Akzeptieren Dasein Im Rahmen der Vierten Politischen Theorie sollten wir eine gemeinsame Strategie entwickeln, um eine Zukunft zu gestalten, die unseren Ansprüchen und Visionen entspricht. Werte wie soziale Gerechtigkeit, nationale Souveränität und traditionelle Spiritualität können uns dabei als Grundlage dienen.
Die zukünftige Welt sollte noetisch in in gewisser Weise – durch Vielfalt gekennzeichnet; Vielfalt sollte als Reichtum und Schatz betrachtet werden und nicht als Grund für unvermeidliche Konflikte: viele Zivilisationen, viele Pole, viele Zentren, viele Wertesysteme auf einem Planeten und in einer Menschheit. Viele Welten.
Doch es gibt auch welche, die anders denken. Wer ist gegen ein solches Projekt? Diejenigen, die Uniformität, den einheitlichen (amerikanischen) Lebensstil, die Eine Welt durchsetzen wollen.

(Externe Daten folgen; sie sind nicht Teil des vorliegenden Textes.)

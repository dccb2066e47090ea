// --- 1ページPDFの書き出し ---
//
// ラスタ画像を DeviceRGB の画像XObjectとして1枚だけ貼る。
// 配置 (Placement) は左上原点のmmなので、PDFの左下原点ptに直して cm で置く

use grid_features::{PageSpec, Placement, PT_PER_MM};
use image::RgbaImage;
use lopdf::content::{Content, Operation};
use lopdf::{dictionary, Document, Object, Stream};
use tracing::debug;

use crate::error::ExportError;
use crate::infrastructure::rasterizer::to_rgb_bytes;

const IMAGE_NAME: &str = "Im1";

pub fn write_single_page(image: &RgbaImage, page: PageSpec, placement: Placement) -> Result<Vec<u8>, ExportError> {
    let mut doc = Document::with_version("1.5");
    let pages_id = doc.new_object_id();

    let image_id = doc.add_object(Stream::new(
        dictionary! {
            "Type" => "XObject",
            "Subtype" => "Image",
            "Width" => image.width() as i64,
            "Height" => image.height() as i64,
            "ColorSpace" => "DeviceRGB",
            "BitsPerComponent" => 8,
        },
        to_rgb_bytes(image),
    ));

    let resources_id = doc.add_object(dictionary! {
        "XObject" => dictionary! {
            IMAGE_NAME => image_id,
        },
    });

    let width_pt = (placement.width_mm * PT_PER_MM) as f32;
    let height_pt = (placement.height_mm * PT_PER_MM) as f32;
    let left_pt = (placement.x_mm * PT_PER_MM) as f32;
    // 上端からの距離 -> 下端からの距離
    let bottom_pt = (page.height_pt() - (placement.y_mm + placement.height_mm) * PT_PER_MM) as f32;

    let content = Content {
        operations: vec![
            Operation::new("q", vec![]),
            Operation::new(
                "cm",
                vec![
                    width_pt.into(),
                    0.into(),
                    0.into(),
                    height_pt.into(),
                    left_pt.into(),
                    bottom_pt.into(),
                ],
            ),
            Operation::new("Do", vec![Object::Name(IMAGE_NAME.as_bytes().to_vec())]),
            Operation::new("Q", vec![]),
        ],
    };
    let content_id = doc.add_object(Stream::new(dictionary! {}, content.encode()?));

    let page_id = doc.add_object(dictionary! {
        "Type" => "Page",
        "Parent" => pages_id,
        "Contents" => content_id,
    });

    let pages = dictionary! {
        "Type" => "Pages",
        "Kids" => vec![page_id.into()],
        "Count" => 1,
        "Resources" => resources_id,
        "MediaBox" => vec![
            0.into(),
            0.into(),
            (page.width_pt() as f32).into(),
            (page.height_pt() as f32).into(),
        ],
    };
    doc.objects.insert(pages_id, Object::Dictionary(pages));

    let catalog_id = doc.add_object(dictionary! {
        "Type" => "Catalog",
        "Pages" => pages_id,
    });
    doc.trailer.set("Root", catalog_id);
    doc.compress();

    let mut bytes = Vec::new();
    doc.save_to(&mut bytes)?;
    debug!(size = bytes.len(), "PDF生成完了");
    Ok(bytes)
}
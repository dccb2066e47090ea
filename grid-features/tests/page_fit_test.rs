use grid_features::{fit_to_page, Orientation, PageSpec, Period};
use proptest::prelude::*;
use proptest::test_runner::Config;

const EPS: f64 = 1e-6;

proptest! {
    #![proptest_config(Config::with_cases(256))]

    /// どんな縦横比でも印刷可能領域からはみ出さない
    #[test]
    fn fitted_image_never_exceeds_printable_area(
        width in 1.0_f64..20_000.0,
        height in 1.0_f64..20_000.0,
        margin in 0.0_f64..20.0,
        landscape in any::<bool>(),
    ) {
        let orientation = if landscape { Orientation::Landscape } else { Orientation::Portrait };
        let page = PageSpec::a4(orientation);
        let placement = fit_to_page(width, height, page, margin).expect("fits");

        let printable_width = page.width_mm - margin * 2.0;
        let printable_height = page.height_mm - margin * 2.0;
        prop_assert!(placement.width_mm <= printable_width + EPS);
        prop_assert!(placement.height_mm <= printable_height + EPS);
        // どちらか一方は必ずいっぱいまで使う
        prop_assert!(
            (placement.width_mm - printable_width).abs() < EPS
                || (placement.height_mm - printable_height).abs() < EPS
        );
        // 縦横比は保つ
        prop_assert!((placement.width_mm / placement.height_mm - width / height).abs() < 1e-6 * (width / height).max(1.0));
        // 上余白に揃え、左右は均等
        prop_assert!((placement.y_mm - margin).abs() < EPS);
        let right = page.width_mm - (placement.x_mm + placement.width_mm);
        prop_assert!((placement.x_mm - right).abs() < EPS);
    }

    /// 月移動は日数計算と矛盾しない (翌月1日 - 今月1日 = 日数)
    #[test]
    fn shift_and_days_in_month_agree(year in 1970_i32..2200, month in 1_u32..=12, diff in -60_i32..60) {
        let period = Period::new(year, month).expect("valid");
        let shifted = period.shift(diff);
        prop_assert!((1..=12).contains(&shifted.month));
        prop_assert_eq!(shifted.shift(-diff), period);

        let first = period.first_day().expect("first day");
        let next = period.shift(1).first_day().expect("next first day");
        prop_assert_eq!((next - first).num_days() as u32, period.days_in_month());
        prop_assert_eq!(period.dates().count() as u32, period.days_in_month());
    }
}
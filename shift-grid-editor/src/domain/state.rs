use grid_features::{CellId, CellSelection, Period};
use tracing::debug;

use crate::domain::models::{ShiftPalette, ShiftSheet, StaffMember};

/// 世代番号。再読み込みを要求するたびに増える
pub type Generation = u64;

/// エディタの状態一式 (表示中の年月・名簿・記号・割り当て・選択)
#[derive(Debug, Clone)]
pub struct AppState {
    pub period: Period,
    pub roster: Vec<StaffMember>,
    pub palette: ShiftPalette,
    pub sheet: ShiftSheet,
    pub selection: CellSelection,
    /// 最後に要求した再読み込みの世代
    latest_generation: Generation,
}

impl AppState {
    pub fn new(period: Period) -> Self {
        Self {
            period,
            roster: Vec::new(),
            palette: ShiftPalette::default(),
            sheet: ShiftSheet::empty(period),
            selection: CellSelection::new(),
            latest_generation: 0,
        }
    }

    /// 新しい世代を払い出す。これより古い世代の結果は捨てられる
    pub fn next_generation(&mut self) -> Generation {
        self.latest_generation += 1;
        self.latest_generation
    }

    pub fn is_latest(&self, generation: Generation) -> bool {
        generation == self.latest_generation
    }

    pub fn latest_generation(&self) -> Generation {
        self.latest_generation
    }

    /// 移動先の年月。読み込みが成功するまで表示中の月は変えない
    pub fn target_period(&self, diff: i32) -> Period {
        self.period.shift(diff)
    }

    pub fn replace_config(&mut self, roster: Vec<StaffMember>, palette: ShiftPalette) {
        self.roster = roster;
        self.palette = palette;
    }

    /// 読み込んだ月の割り当てで丸ごと置き換える。
    /// 取得中に月が変わっていても、読み込んだ月を表示する
    pub fn replace_sheet(&mut self, sheet: ShiftSheet) {
        self.period = sheet.period();
        self.sheet = sheet;
        self.selection.clear();
    }

    /// 選択中のセル全てに記号を書き込み (空なら消去)、選択を空にする。
    /// 書き換えたセルを返す
    pub fn apply_shift_to_selection(&mut self, label: &str) -> Vec<CellId> {
        if self.selection.is_empty() {
            return Vec::new();
        }
        let cells = self.selection.take();
        for cell in &cells {
            self.sheet.set(cell.clone(), label);
        }
        debug!(label, count = cells.len(), "選択セルに一括適用");
        cells
    }
}
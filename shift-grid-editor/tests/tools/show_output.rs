use shift_grid_editor::domain::grid_view::GridView;

pub fn show_grid_view_debug_data(view: &GridView) {
    println!("\n=======================================================");
    println!("🗓️ [DEBUG] シフト表 {} (計 {} 日)", view.month_label, view.row_count());
    println!("=======================================================");

    if let Some(message) = view.placeholder {
        println!("   {}", message);
        return;
    }

    println!("   {}", view.header.join(" | "));
    for row in &view.rows {
        let cells: Vec<String> = row
            .cells
            .iter()
            .map(|c| {
                let value = if c.value.is_empty() { "--" } else { c.value.as_str() };
                if c.selected {
                    format!("[{}]", value)
                } else {
                    value.to_string()
                }
            })
            .collect();
        println!("   {:>2} ({:?}) : {}", row.day, row.kind, cells.join(" | "));
    }
    println!("=======================================================\n");
}
use std::fmt;
use std::str::FromStr;

use chrono::NaiveDate;
use serde::{Deserialize, Serialize};

/// セルID (日付 + スタッフ名) 。
/// 表示上は `cell_<YYYY-MM-DD>_<staff>` の形で、同じ (date, staff) からは常に同じIDになる
#[derive(Debug, Clone, PartialEq, Eq, PartialOrd, Ord, Hash, Serialize, Deserialize)]
pub struct CellId {
    pub date: NaiveDate,
    pub staff: String,
}

const PREFIX: &str = "cell_";
const DATE_LEN: usize = 10;

#[derive(Debug, PartialEq, Eq)]
pub enum CellIdParseErrorKind {
    /// `cell_` で始まっていない
    MissingPrefix,
    /// 日付部分が `YYYY-MM-DD` でない
    InvalidDate,
    /// スタッフ名が空
    MissingStaff,
}

impl CellId {
    pub fn new(date: NaiveDate, staff: impl Into<String>) -> Self {
        Self {
            date,
            staff: staff.into(),
        }
    }

    /// `YYYY-MM-DD` 形式の日付キー
    pub fn date_key(&self) -> String {
        self.date.format("%Y-%m-%d").to_string()
    }
}

impl fmt::Display for CellId {
    fn fmt(&self, f: &mut fmt::Formatter<'_>) -> fmt::Result {
        write!(f, "{}{}_{}", PREFIX, self.date.format("%Y-%m-%d"), self.staff)
    }
}

impl FromStr for CellId {
    type Err = CellIdParseErrorKind;

    // スタッフ名に `_` が入っていても良いように、日付は固定長で切り出す
    fn from_str(s: &str) -> Result<Self, Self::Err> {
        let rest = s
            .strip_prefix(PREFIX)
            .ok_or(CellIdParseErrorKind::MissingPrefix)?;
        let date_part = rest.get(..DATE_LEN).ok_or(CellIdParseErrorKind::InvalidDate)?;
        let date = NaiveDate::parse_from_str(date_part, "%Y-%m-%d")
            .map_err(|_| CellIdParseErrorKind::InvalidDate)?;
        let staff = rest
            .get(DATE_LEN..)
            .and_then(|tail| tail.strip_prefix('_'))
            .filter(|staff| !staff.is_empty())
            .ok_or(CellIdParseErrorKind::MissingStaff)?;
        Ok(Self::new(date, staff))
    }
}

#[cfg(test)]
mod cell_id_tests {
    use super::*;

    #[test]
    fn test_format_and_parse() {
        let id = CellId::new(NaiveDate::from_ymd_opt(2024, 2, 9).unwrap(), "山田_花子");
        assert_eq!(id.to_string(), "cell_2024-02-09_山田_花子");
        assert_eq!("cell_2024-02-09_山田_花子".parse::<CellId>(), Ok(id));
    }

    #[test]
    fn test_parse_errors() {
        assert_eq!("2024-02-09_A".parse::<CellId>(), Err(CellIdParseErrorKind::MissingPrefix));
        assert_eq!("cell_2024-13-09_A".parse::<CellId>(), Err(CellIdParseErrorKind::InvalidDate));
        assert_eq!("cell_2024-02-09_".parse::<CellId>(), Err(CellIdParseErrorKind::MissingStaff));
        assert_eq!("cell_2024".parse::<CellId>(), Err(CellIdParseErrorKind::InvalidDate));
    }
}
//! シフト表グリッドの純粋ロジック。
//! I/Oを持たないので、エディタ本体 (shift-grid-editor) から状態ごと渡して使う

pub mod cell;
pub mod gesture;
pub mod page_fit;
pub mod period;
pub mod selection;

pub use cell::CellId;
pub use gesture::{CellLocator, GestureConfig, GestureEffect, GestureEngine, GestureState, Point, TimerToken};
pub use page_fit::{fit_to_page, Orientation, PageSpec, Placement, PT_PER_MM};
pub use period::{DayKind, Period};
pub use selection::CellSelection;
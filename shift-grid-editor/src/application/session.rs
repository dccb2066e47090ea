use crate::error::AppError;

/// ログイン状態。ログインするまで編集系の操作はできない
#[derive(Debug, Clone, Copy, PartialEq, Eq, Default)]
pub enum Session {
    #[default]
    Locked,
    Unlocked,
}

impl Session {
    pub fn is_unlocked(&self) -> bool {
        matches!(self, Session::Unlocked)
    }

    pub fn ensure_unlocked(&self) -> Result<(), AppError> {
        match self {
            Session::Unlocked => Ok(()),
            Session::Locked => Err(AppError::Locked),
        }
    }
}
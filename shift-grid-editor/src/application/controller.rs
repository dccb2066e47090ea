// =====================
// エディタ本体
// =====================
//
// 状態・画面・ジェスチャー・ダイアログを1つの構造体で持つ。
// 操作はすべて &mut self 経由なので、通信中に別の操作が割り込むことはない。
// 失敗はその操作だけで終わり、ローディング表示を戻してダイアログを積む

use grid_features::{CellId, GestureEffect, GestureEngine, Period, Point, TimerToken};
use tracing::{info, warn};

use crate::application::dialog::{Dialog, DialogQueue, PendingAction};
use crate::application::export::{ExportArtifact, ExportRenderer};
use crate::application::session::Session;
use crate::application::toolbar::{ExportPicker, ShiftTypeForm, Toolbar};
use crate::config::EditorConfig;
use crate::domain::grid_view::GridView;
use crate::domain::models::{ShiftPalette, ShiftSheet, StaffMember};
use crate::domain::state::{AppState, Generation};
use crate::error::{ApiError, AppError, ValidationError};
use crate::infrastructure::api_client::ApiClient;
use crate::infrastructure::transport::{HttpTransport, Transport};

const TITLE_ERROR: &str = "エラー";
const TITLE_FAILED: &str = "失敗";
const TITLE_SAVE_FAILED: &str = "保存失敗";
const TITLE_NETWORK: &str = "通信エラー";
const TITLE_DONE: &str = "完了";

/// 再読み込み1回分の要求
#[derive(Debug, Clone, Copy, PartialEq, Eq)]
pub struct RefreshTicket {
    pub generation: Generation,
    pub period: Period,
    /// 名簿・記号も取り直すか
    pub needs_config: bool,
}

/// エディタから切り離して走らせられる再読み込み
pub struct RefreshJob<T> {
    api: ApiClient<T>,
    ticket: RefreshTicket,
}

/// 通信が終わった再読み込み。complete_refresh に戻す
#[derive(Debug)]
pub struct RefreshResult {
    pub ticket: RefreshTicket,
    result: Result<(Option<(Vec<StaffMember>, ShiftPalette)>, ShiftSheet), ApiError>,
}

#[derive(Debug, Clone, PartialEq)]
pub enum RefreshOutcome {
    /// 表を作り直した。中身は進行中のジェスチャーを捨てたことで止めるタイマー
    Applied(Vec<GestureEffect>),
    /// より新しい再読み込みがあるので捨てた
    Stale,
}

impl<T: Transport> RefreshJob<T> {
    pub fn ticket(&self) -> RefreshTicket {
        self.ticket
    }

    /// 名簿・記号と割り当ては同時に取り、両方揃ってから返す
    pub async fn run(self) -> RefreshResult {
        let period = self.ticket.period;
        let result = if self.ticket.needs_config {
            tokio::try_join!(self.api.get_config(), self.api.get_shifts(period))
                .map(|(config, sheet)| (Some(config), sheet))
        } else {
            self.api.get_shifts(period).await.map(|sheet| (None, sheet))
        };
        RefreshResult {
            ticket: self.ticket,
            result,
        }
    }
}

pub struct ShiftEditor<T> {
    api: ApiClient<T>,
    config: EditorConfig,
    session: Session,
    state: AppState,
    view: GridView,
    gestures: GestureEngine,
    dialogs: DialogQueue,
    exporter: ExportRenderer,
    loading: bool,
}

impl ShiftEditor<HttpTransport> {
    /// 設定のURLにつなぐ
    pub fn connect(config: EditorConfig) -> Result<Self, AppError> {
        let transport = HttpTransport::new(config.endpoint.clone());
        Self::new(transport, config)
    }
}
use std::future::Future;

use tracing::debug;

use crate::error::ApiError;

/// リクエスト本文を1回送り、応答本文をそのまま返す。
/// 本番はHTTP、テストではメモリ上の偽サーバーを差し込む
pub trait Transport: Send + Sync {
    fn post(&self, body: String) -> impl Future<Output = Result<String, ApiError>> + Send;
}

/// 単一エンドポイントへの POST (Content-Type: text/plain)。
/// リダイレクトは追従し、再試行・タイムアウトはしない
#[derive(Debug, Clone)]
pub struct HttpTransport {
    client: reqwest::Client,
    endpoint: String,
}

impl HttpTransport {
    pub fn new(endpoint: impl Into<String>) -> Self {
        Self {
            client: reqwest::Client::new(),
            endpoint: endpoint.into(),
        }
    }

    pub fn endpoint(&self) -> &str {
        &self.endpoint
    }
}

impl Transport for HttpTransport {
    async fn post(&self, body: String) -> Result<String, ApiError> {
        let response = self
            .client
            .post(&self.endpoint)
            .header(reqwest::header::CONTENT_TYPE, "text/plain;charset=utf-8")
            .body(body)
            .send()
            .await
            .map_err(|e| ApiError::Transport(e.to_string()))?;

        // HTTPステータスは見ない。本文がJSONかどうかで判断する
        debug!(status = %response.status(), "応答受信");
        response
            .text()
            .await
            .map_err(|e| ApiError::Transport(e.to_string()))
    }
}
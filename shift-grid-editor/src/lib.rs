//! 月間シフト表エディタ。
//! 名簿 (列) x 日付 (行) の表をセル一括選択で編集し、リモートAPIに保存、1枚のPDFに出力する。
//! 画面の描画・タッチイベント・ダウンロードはホスト側で、ここでは状態と遷移だけを持つ

pub mod application;
pub mod config;
pub mod domain;
pub mod error;
pub mod infrastructure;

pub use application::controller::{RefreshJob, RefreshOutcome, RefreshResult, RefreshTicket, ShiftEditor};
pub use application::dialog::{Dialog, DialogKind, PendingAction};
pub use application::export::ExportArtifact;
pub use config::{EditorConfig, ExportConfig};
pub use error::{ApiError, AppError, ExportError, ValidationError};
pub use infrastructure::transport::{HttpTransport, Transport};
use chrono::{Datelike, Local, NaiveDate, Weekday};
use serde::{Deserialize, Serialize};

/// 表示中の年月
/// ※ month: 1 (1月) 〜 12 (12月)
#[derive(Debug, Clone, Copy, PartialEq, Eq, PartialOrd, Ord, Hash, Serialize, Deserialize)]
pub struct Period {
    pub year: i32,
    pub month: u32,
}

/// 曜日による行の種別 (日曜・土曜は別スタイル)
#[derive(Debug, Clone, Copy, PartialEq, Eq, Serialize)]
#[serde(rename_all = "camelCase")]
pub enum DayKind {
    Weekday,
    Saturday,
    Sunday,
}

impl DayKind {
    pub fn of(date: NaiveDate) -> Self {
        match date.weekday() {
            Weekday::Sun => DayKind::Sunday,
            Weekday::Sat => DayKind::Saturday,
            _ => DayKind::Weekday,
        }
    }
}

impl Period {
    /// monthが範囲外ならNone
    pub fn new(year: i32, month: u32) -> Option<Self> {
        // 1日が存在しない年月は chrono の範囲外
        NaiveDate::from_ymd_opt(year, month, 1).map(|_| Self { year, month })
    }

    /// ローカル時計の今月
    pub fn current() -> Self {
        let today = Local::now().date_naive();
        Self {
            year: today.year(),
            month: today.month(),
        }
    }

    /// 月をdiffだけ移動する。12月を超えたら翌年、1月を下回ったら前年に繰り上げる
    pub fn shift(self, diff: i32) -> Self {
        // 月を通し番号 (year * 12 + month - 1) に直してから戻す
        let index = self.year as i64 * 12 + (self.month as i64 - 1) + diff as i64;
        Self {
            year: index.div_euclid(12) as i32,
            month: index.rem_euclid(12) as u32 + 1,
        }
    }

    pub fn first_day(&self) -> Option<NaiveDate> {
        NaiveDate::from_ymd_opt(self.year, self.month, 1)
    }

    /// その月の日数を計算
    /// 翌月の1日を取得して差分を取る (28〜31の固定表は使わない)
    pub fn days_in_month(&self) -> u32 {
        let Some(first_day) = self.first_day() else {
            return 0;
        };
        let Some(next_month_date) = self.shift(1).first_day() else {
            return 0;
        };
        next_month_date
            .signed_duration_since(first_day)
            .num_days() as u32
    }

    /// 1日から月末までの日付を順に返す
    pub fn dates(&self) -> impl Iterator<Item = NaiveDate> + '_ {
        (1..=self.days_in_month()).filter_map(move |day| self.date(day))
    }

    pub fn date(&self, day: u32) -> Option<NaiveDate> {
        NaiveDate::from_ymd_opt(self.year, self.month, day)
    }

    pub fn contains(&self, date: NaiveDate) -> bool {
        date.year() == self.year && date.month() == self.month
    }
}

impl std::fmt::Display for Period {
    fn fmt(&self, f: &mut std::fmt::Formatter<'_>) -> std::fmt::Result {
        write!(f, "{}年 {}月", self.year, self.month)
    }
}
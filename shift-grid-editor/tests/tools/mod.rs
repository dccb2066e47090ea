#![allow(dead_code)]

pub mod memory_backend;
pub mod show_output;

/// テスト中のログを出す (二重初期化は無視)
pub fn init_tracing() {
    let _ = tracing_subscriber::fmt()
        .with_test_writer()
        .with_max_level(tracing::Level::DEBUG)
        .try_init();
}
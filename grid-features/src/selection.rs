use std::collections::BTreeSet;

use crate::cell::CellId;

/// 一括適用の対象として選ばれているセルの集合 (同じセルは1回だけ)
#[derive(Debug, Default, Clone, PartialEq, Eq)]
pub struct CellSelection {
    cells: BTreeSet<CellId>,
}

impl CellSelection {
    pub fn new() -> Self {
        Self::default()
    }

    pub fn contains(&self, cell: &CellId) -> bool {
        self.cells.contains(cell)
    }

    /// 追加のみ (既に含まれていれば何もしない)
    /// 新たに追加された場合はtrue
    pub fn add(&mut self, cell: CellId) -> bool {
        self.cells.insert(cell)
    }

    pub fn remove(&mut self, cell: &CellId) -> bool {
        self.cells.remove(cell)
    }

    /// 含まれていれば外し、なければ追加する
    /// 操作後に選択状態ならtrue
    pub fn toggle(&mut self, cell: CellId) -> bool {
        if self.cells.remove(&cell) {
            false
        } else {
            self.cells.insert(cell);
            true
        }
    }

    pub fn clear(&mut self) {
        self.cells.clear();
    }

    /// 全要素を取り出して空にする
    pub fn take(&mut self) -> Vec<CellId> {
        std::mem::take(&mut self.cells).into_iter().collect()
    }

    pub fn len(&self) -> usize {
        self.cells.len()
    }

    pub fn is_empty(&self) -> bool {
        self.cells.is_empty()
    }

    pub fn iter(&self) -> impl Iterator<Item = &CellId> {
        self.cells.iter()
    }
}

Ihre Methoden sind Gewalt, Versuchung und Überzeugung. Sie sind gegen Multipolarität. Und damit gegen uns.
Stellt diese Vision des russischen Denkers eine lebensfähige Zukunft für die Welt dar? Das Konzept von Dasein (Dabeisein) muss hier kein Hindernis sein; Heideggers Wahl dieses Begriffs betont lediglich, dass sich jedes Individuum zunächst „in einer Welt befindet, die es nicht selbst gewählt hat“, bevor es sich auf Überzeugungen und Zugehörigkeiten einlässt, welcher Art auch immer. Es geht darum, der Entfremdung zu widerstehen, was durch die Betonung der existenziell Qualitäten von Dasein: die Tatsache, dass man existiert und dass man seine Zugehörigkeit frei wählt, in Bezug auf das soziale und kulturelle Milieu, in das man hineingeboren wird, statt einer fremden und entfremdenden, unpersönlichen, globalistischen Nicht-Kultur.
Ich persönlich glaube, dass Dugin das Dilemma, vor dem die Menschen heute stehen, treffend beschrieben hat: Mitglied einer identifizierbaren Gemeinschaft zu sein oder nicht, eingebettet in eine umgebende Kultur und Gesellschaft, deren integraler Bestandteil man sich selbst erlebt. Aus seinen Ausführungen geht klar hervor, dass dies die Wertschätzung der Vielfalt der Kulturen und Individuen in der Welt nicht ausschließt.
Im Gegenteil, das Erleben der Vielfalt der Kulturen und sozialen Strukturen der Welt ermöglicht es dem Reisenden, die verschiedenen Formen, Farben, Geschmäcker, Klänge, Sitten und Gewohnheiten der Homo und Gyna sapiens, ohne dabei den Gedanken aufzugeben, dass all dies paradoxerweise zur Menschheit als Ganzem gehört: universell und partikular zugleich. Keine unipolare, global homogene Welt könnte dies bieten, da sie auf der Beseitigung von Unterschieden beruht. Die vorgeschlagene Vierte Politische Theorie sollte all diesen Überlegungen Rechnung tragen.
Veröffentlicht unter a Creative Commons Namensnennung 4.0 Internationale Lizenz
Für Nachdrucke setzen Sie bitte den kanonischen Link wieder auf das Original zurück Brownstone-Institut Artikel und Autor.